Working with Real-World Data

from rna_secstruct import SecStruct, MotifSearchParams

# Large RNA structure
seq = (
    "GGAAGAUCGAGUAGAUCAAAGAGCCUAUGGCUGCCACCCGAGCCCUUGAACUACAGGGAACACUGGAAA"
    "CAGUACCCCCUGCAAGGGCGUUUGACGGUGGCAGCCUAAGGGCUCAAAGAAACAACAACAACAAC"
)
ss = (
    "....((((.....))))...((((((..((((((((((((((((((((.....(((((...((((....)"
    ")))...))))))))))))..)))..))))))))))...))))))...................."
)

struct = SecStruct(seq, ss)

# Find all junctions after position 50
junctions = struct.get_motifs(
    MotifSearchParams(m_type="JUNCTION", min_pos=50)
)

# Find all 5-nucleotide hairpins
hairpins_5 = struct.get_motifs(MotifSearchParams(structure="(....)"))

# Get motif statistics
print(f"Total motifs: {len(struct.motifs)}")
print(f"Helices: {len(struct.get_helices())}")
print(f"Hairpins: {len(struct.get_hairpins())}")
print(f"Junctions: {len(struct.get_junctions())}")

Error Handling

The parser handles invalid inputs gracefully with warnings:

import logging
from rna_secstruct import Parser

# Set up logging to see warnings
logging.basicConfig(level=logging.WARNING)

p = Parser()

# These will log warnings but still parse:
# - Invalid characters (replaced with 'N' or '.')
# - Length mismatches (truncated/padded)
# - Unbalanced parentheses (auto-balanced)
# - Invalid bracket types (normalized)

result = p.parse("GGGAAACCC", "(((...)))(")  # Unbalanced - will auto-fix
result = p.parse("GGGYAACCC", "(((...)))")   # Invalid 'Y' - replaced with 'N'
result = p.parse("GGGAAACCC", "((([...)))")  # Invalid bracket - normalized

Advanced: Multi-Strand Structures

from rna_secstruct import SecStruct

# Two separate RNA molecules
struct = SecStruct(
    "GGGAAACCC&UUUGGGAAA", 
    "(((...)))&(((...)))"
)

# Access strands separately
print(struct.sequence.count('&'))  # Number of strand separators

# Iterate over motifs (includes all strands)
for motif in struct:
    print(motif.sequence)  # May contain '&' for multi-strand motifs

Advanced: Pseudoknot Support

from rna_secstruct import SecStruct, STANDARD_BRACKET_TYPES

# Pseudoknot structure using different bracket types
pseudoknot = SecStruct("GGGAAACCC", "(([[))]]")

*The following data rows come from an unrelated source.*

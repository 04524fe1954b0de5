//! Content-addressed ingestion
//!
//! [`MediaStore::ingest`] is the single write path for media bytes,
//! local uploads and federated downloads alike. Bytes are staged to a
//! pending blob, hashed, and then either promoted as a novel object,
//! matched to an existing identity, or attached as a new identity
//! sharing an existing blob. The pending blob is resolved on every
//! exit path; it never outlives the call.

use std::path::{Path, PathBuf};
use std::sync::Arc;

use thiserror::Error;
use tokio::io::{AsyncRead, AsyncReadExt};
use uuid::Uuid;

use super::blob::BlobStore;
use super::record::{now_millis, IndexError, MediaIndex, MediaRecord};

/// Ingestion errors
#[derive(Error, Debug, Clone)]
pub enum IngestError {
    #[error("failed to persist upload: {0}")]
    Persistence(String),

    #[error("metadata store failure: {0}")]
    Store(String),

    #[error("a record already exists for {origin}/{media_id}")]
    DuplicateRecord { origin: String, media_id: String },
}

impl From<IndexError> for IngestError {
    fn from(err: IndexError) -> Self {
        match err {
            IndexError::Duplicate { origin, media_id } => {
                IngestError::DuplicateRecord { origin, media_id }
            }
            IndexError::Backend(message) => IngestError::Store(message),
        }
    }
}

/// Staged upload bytes, exclusively owned by the ingestion call that
/// created them. Dropped unresolved, the file is removed.
struct PendingUpload {
    location: PathBuf,
    resolved: bool,
}

impl PendingUpload {
    fn new(location: PathBuf) -> Self {
        Self {
            location,
            resolved: false,
        }
    }

    fn location(&self) -> &Path {
        &self.location
    }

    /// The pending blob becomes the record's permanent location.
    fn promote(mut self) -> PathBuf {
        self.resolved = true;
        std::mem::take(&mut self.location)
    }

    /// The bytes are no longer needed; delete them.
    async fn discard(mut self, blobs: &dyn BlobStore) {
        self.resolved = true;
        if let Err(e) = blobs.remove(&self.location).await {
            tracing::warn!(
                location = %self.location.display(),
                error = %e,
                "failed to remove pending upload"
            );
        }
    }
}

impl Drop for PendingUpload {
    fn drop(&mut self) {
        // Backstop for early returns; the normal paths resolve first.
        if !self.resolved {
            let _ = std::fs::remove_file(&self.location);
        }
    }
}

/// The content-addressed media store.
pub struct MediaStore {
    index: Arc<dyn MediaIndex>,
    blobs: Arc<dyn BlobStore>,
    max_upload_bytes: u64,
}

impl MediaStore {
    /// `max_upload_bytes` of 0 disables the upload ceiling.
    pub fn new(index: Arc<dyn MediaIndex>, blobs: Arc<dyn BlobStore>, max_upload_bytes: u64) -> Self {
        Self {
            index,
            blobs,
            max_upload_bytes,
        }
    }

    pub fn index(&self) -> &Arc<dyn MediaIndex> {
        &self.index
    }

    pub fn blobs(&self) -> &Arc<dyn BlobStore> {
        &self.blobs
    }

    pub fn max_upload_bytes(&self) -> u64 {
        self.max_upload_bytes
    }

    /// Ingest a byte stream under (`origin`, `media_id`).
    ///
    /// Without a caller-supplied `media_id` a fresh opaque id is
    /// generated, which also loosens duplicate matching to "any record
    /// this origin already has for these bytes". The input is truncated
    /// at the configured upload ceiling; declared sizes are never
    /// trusted.
    pub async fn ingest<R>(
        &self,
        reader: R,
        content_type: &str,
        filename: Option<&str>,
        user_id: Option<&str>,
        origin: &str,
        media_id: Option<&str>,
    ) -> Result<MediaRecord, IngestError>
    where
        R: AsyncRead + Send + Unpin,
    {
        let (media_id, generated) = match media_id {
            Some(id) => (id.to_string(), false),
            None => (generate_media_id(), true),
        };

        tracing::debug!(
            origin = %origin,
            media_id = %media_id,
            generated_id = generated,
            "ingesting media"
        );

        let mut limited: Box<dyn AsyncRead + Send + Unpin> = if self.max_upload_bytes > 0 {
            Box::new(reader.take(self.max_upload_bytes))
        } else {
            Box::new(reader)
        };

        let (location, written) = self
            .blobs
            .persist_stream(&mut *limited)
            .await
            .map_err(|e| IngestError::Persistence(e.to_string()))?;
        let pending = PendingUpload::new(location);

        let hash = match self.blobs.hash(pending.location()).await {
            Ok(hash) => hash,
            Err(e) => {
                let message = e.to_string();
                pending.discard(self.blobs.as_ref()).await;
                return Err(IngestError::Persistence(message));
            }
        };

        let duplicates = match self.index.get_by_hash(&hash).await {
            Ok(records) => records,
            Err(e) => {
                let message = e.to_string();
                pending.discard(self.blobs.as_ref()).await;
                return Err(IngestError::Store(message));
            }
        };

        if let Some(basis) = duplicates.last().cloned() {
            // Existing identity wins over whatever the caller sent.
            for existing in &duplicates {
                if existing.origin == origin && (existing.media_id == media_id || generated) {
                    if existing.content_type != content_type
                        || existing.user_id.as_deref() != user_id
                        || existing.upload_name.as_deref() != filename
                    {
                        tracing::warn!(
                            origin = %origin,
                            media_id = %existing.media_id,
                            "identity match with differing metadata; returning stored record unaltered"
                        );
                    } else {
                        tracing::debug!(
                            origin = %origin,
                            media_id = %existing.media_id,
                            "identity match; returning stored record"
                        );
                    }
                    self.resolve_against(pending, &existing.location).await;
                    return Ok(existing.clone());
                }
            }

            // Same bytes under a new identity: reuse the blob, write a
            // fresh metadata record based on the last duplicate.
            tracing::debug!(origin = %origin, media_id = %media_id, "duplicate hash; attaching new record to existing blob");
            let record = MediaRecord {
                origin: origin.to_string(),
                media_id,
                upload_name: filename.map(str::to_string),
                content_type: content_type.to_string(),
                user_id: user_id.map(str::to_string),
                content_hash: basis.content_hash,
                size_bytes: basis.size_bytes,
                location: basis.location,
                created_ts: now_millis(),
            };
            return match self.index.insert(&record).await {
                Ok(()) => {
                    self.resolve_against(pending, &record.location).await;
                    Ok(record)
                }
                Err(e) => {
                    pending.discard(self.blobs.as_ref()).await;
                    Err(e.into())
                }
            };
        }

        // Novel content: the pending blob is promoted in place.
        tracing::debug!(origin = %origin, media_id = %media_id, size = written, "persisting novel media record");
        let record = MediaRecord {
            origin: origin.to_string(),
            media_id,
            upload_name: filename.map(str::to_string),
            content_type: content_type.to_string(),
            user_id: user_id.map(str::to_string),
            content_hash: hash,
            size_bytes: written,
            location: pending.location().to_path_buf(),
            created_ts: now_millis(),
        };
        match self.index.insert(&record).await {
            Ok(()) => {
                let _ = pending.promote();
                Ok(record)
            }
            Err(e) => {
                pending.discard(self.blobs.as_ref()).await;
                Err(e.into())
            }
        }
    }

    /// Reconcile a pending blob with a record's permanent location: if
    /// the target already holds bytes the pending copy is redundant;
    /// if the blob went missing the pending copy repairs it.
    async fn resolve_against(&self, pending: PendingUpload, target: &Path) {
        if self.blobs.exists(target).await {
            pending.discard(self.blobs.as_ref()).await;
            return;
        }
        tracing::warn!(target = %target.display(), "stored blob missing; repairing from pending upload");
        let source = pending.promote();
        if let Err(e) = self.blobs.rename(&source, target).await {
            tracing::error!(
                source = %source.display(),
                target = %target.display(),
                error = %e,
                "failed to repair missing blob"
            );
            let _ = self.blobs.remove(&source).await;
        }
    }
}

/// Opaque, effectively collision-free media identifier.
fn generate_media_id() -> String {
    Uuid::new_v4().simple().to_string()
}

# The parser preserves bracket types for pseudoknot representation
# Use connectivity module for full pseudoknot analysis
from rna_secstruct import get_connectivity_list

conn = get_connectivity_list(
    "GGGAAACCC",
    "(([[))]]",
    bracket_types=STANDARD_BRACKET_TYPES  # () [] {} <>
)

API Overview

Main Classes

  • SecStruct - Main class for RNA secondary structures
  • Motif - Represents individual structural motifs
  • MotifSearchParams - Parameters for motif searching
  • ConnectivityList - Connectivity/pairmap representation

Key Methods

SecStruct Methods

  • get_motifs(params) - Search for motifs with constraints
  • get_motifs_by_token(token) - Search by motif identifier
  • get_helices(), get_hairpins(), get_junctions() - Get specific motif types
  • change_motif(id, sequence, structure) - Modify a motif
  • get_sub_structure(id) - Extract substructure
  • get_copy() - Create a copy
  • to_str() - Format structure representation

Motif Properties

  • m_id, m_type, sequence, structure
  • strands, positions, start_pos, end_pos
  • parent, children
  • recursive_sequence(), recursive_structure()

Documentation

  • Jupyter Notebooks: See notebooks/ directory for detailed examples
    • All notebooks have been tested and work with the current version
    • Run jupyter notebook from the project root to explore examples
  • API Documentation: Check docstrings in source code
  • Examples: All examples in this README are runnable
  • Type Hints: Full type annotations throughout for better IDE support and type checking

Development

Running Tests

# Run all tests
pytest

# Run with coverage
pytest --cov=rna_secstruct --cov-report=html

# Run specific test file
pytest test/test_parser.py

Code Quality

# Format code
black rna_secstruct/ test/

# Lint and auto-fix
ruff check rna_secstruct/ test/
ruff check --fix rna_secstruct/ test/

# Type checking
mypy rna_secstruct/

# Run all checks
make check-all

Contributing

Contributions are welcome! Please feel free to submit a Pull Request.

License

This project is licensed under a Non-Commercial License. See LICENSE file for details.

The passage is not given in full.